* _EXERCISE BRIEF_
Count how many lines of the data below contain the string "geometry"; the reply should be that number alone.

* _SOURCE DATA_
--*--
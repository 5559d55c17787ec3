//! # Dungeon World
//!
//! The "World Bible" crate - tiles, room templates, and explicit dungeon
//! assembly. This crate is the single source of truth for dungeon geometry
//! and does not contain any narrative logic.
//!
//! ## Core Components
//!
//! - **tiles**: Tile kinds, directions, and the ASCII room dialect
//! - **room**: Room templates and parsed room layouts with door geometry
//! - **builder**: Assembles validated room layouts into one dungeon canvas
//! - **layout**: The immutable merged canvas and resolved door graph
//! - **npc**: NPC definitions and the live placement records they become
//! - **conversation**: Page sequences NPCs speak when interacted with

pub mod builder;
pub mod conversation;
pub mod layout;
pub mod npc;
pub mod room;
pub mod tiles;

pub use builder::*;
pub use conversation::*;
pub use layout::*;
pub use npc::*;
pub use room::*;
pub use tiles::*;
--*--
* _REPLY TO THE EXERCISE_
2